The history of fatal and serious accidents for every
countries’ workers is very long. In Iceland, the highest numbers of deaths were probably amongst fishers—men and women—who were most likely to drown or die of cold. But
farm workers also got killed collecting “scurvy grass” from cliffs, which was needed for
its vitamin C. Women, whose work was washing clothes in rivers or geothermal hot
water pools, drowned or suffered fatal burns.
Terrible conditions and weather caused accidents and often
people assume these are historical events and don’t happen now. But in February this year one man was hospitalised and another
died when hydrogen sulphide and carbon monoxide got into their accommodation through the water supply of the fish factory that employed them in Reykjanes, South West Iceland.

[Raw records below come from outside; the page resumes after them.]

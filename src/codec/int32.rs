//! Conversion between 32-bit unsigned integers and 4-byte big-endian
//! buffers, as used for RSA public exponents in attribute templates.

/// An integer attribute value that may already be in wire form
#[derive(Debug, Clone, PartialEq, Eq)]
pub enum IntValue {
    /// A plain 32-bit integer to be encoded big-endian
    Int(u32),
    /// An already-encoded buffer, passed through unchanged
    Bytes(Vec<u8>),
}

/// Encodes a 32-bit unsigned integer as 4 bytes, most-significant first
pub fn to_buffer(value: u32) -> [u8; 4] {
    value.to_be_bytes()
}

/// Converts an [`IntValue`] to its buffer form. Existing buffers pass
/// through unchanged.
pub fn coerce_to_buffer(value: IntValue) -> Vec<u8> {
    match value {
        IntValue::Int(v) => to_buffer(v).to_vec(),
        IntValue::Bytes(buffer) => buffer,
    }
}

/// Reads a 32-bit unsigned integer from `buffer` starting at `offset`.
///
/// With at least 4 bytes remaining this is a standard big-endian read.
/// With 1 to 3 bytes remaining it falls back to a positional-weighted sum,
/// `byte * 16^(2 * positionFromEnd)`, a legacy decode path kept for
/// compatibility with truncated device responses. With nothing remaining
/// the result is `None`.
pub fn from_buffer(buffer: &[u8], offset: usize) -> Option<u32> {
    let remaining = buffer.len().saturating_sub(offset);
    if remaining == 0 {
        return None;
    }
    if remaining >= 4 {
        let bytes: [u8; 4] = buffer[offset..offset + 4].try_into().ok()?;
        Some(u32::from_be_bytes(bytes))
    } else {
        let mut result: u64 = 0;
        let mut weight: u32 = 0;
        let mut index = offset + remaining;
        while index > offset {
            result += (buffer[index - 1] as u64) * 16u64.pow(weight);
            weight += 2;
            index -= 1;
        }
        Some(result as u32)
    }
}
//! Command-dispatch REPL: the composite command tree and the run loop that
//! feeds it from batch or interactive input.

pub mod command;
pub mod dispatcher;

pub use command::{CommandAction, CommandId, CommandTree, Context, Outcome};
pub use dispatcher::{Repl, ReplOutcome};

A worker running the Bæjarins bestu hot dogs kiosk in
Reykjavik last September narrowly escaped being crushed when a crane from the
building site adjacent collapsed against the door of the small building. The
timber that the crane was carrying landed in the carp park next to it and Bæjarins
bestu’s staff member had to get out by climbing through the window.
And in April last year fisherman Ólafur Jóhannes Friðriksson
died when he fell overboard from a fishing boat in Húnaflói bay, Northwest
Iceland.
It is easy to say accidents will always happen, but they are
much more likely where workers are pushed to speed up, where companies cut
corners to save money or small fishing boats lack the latest safety equipment. Internationally there is a growing problem of
suicide among workers and small farmers driven to despair by overwork and too
little pay.
Trade unionised work places are safer workplaces. But to
drastically reduce the number of deaths and serious injuries suffered at work, we are going to
have to challenge the system that puts profit before safety and ordinary people’s
lives, wherever they are.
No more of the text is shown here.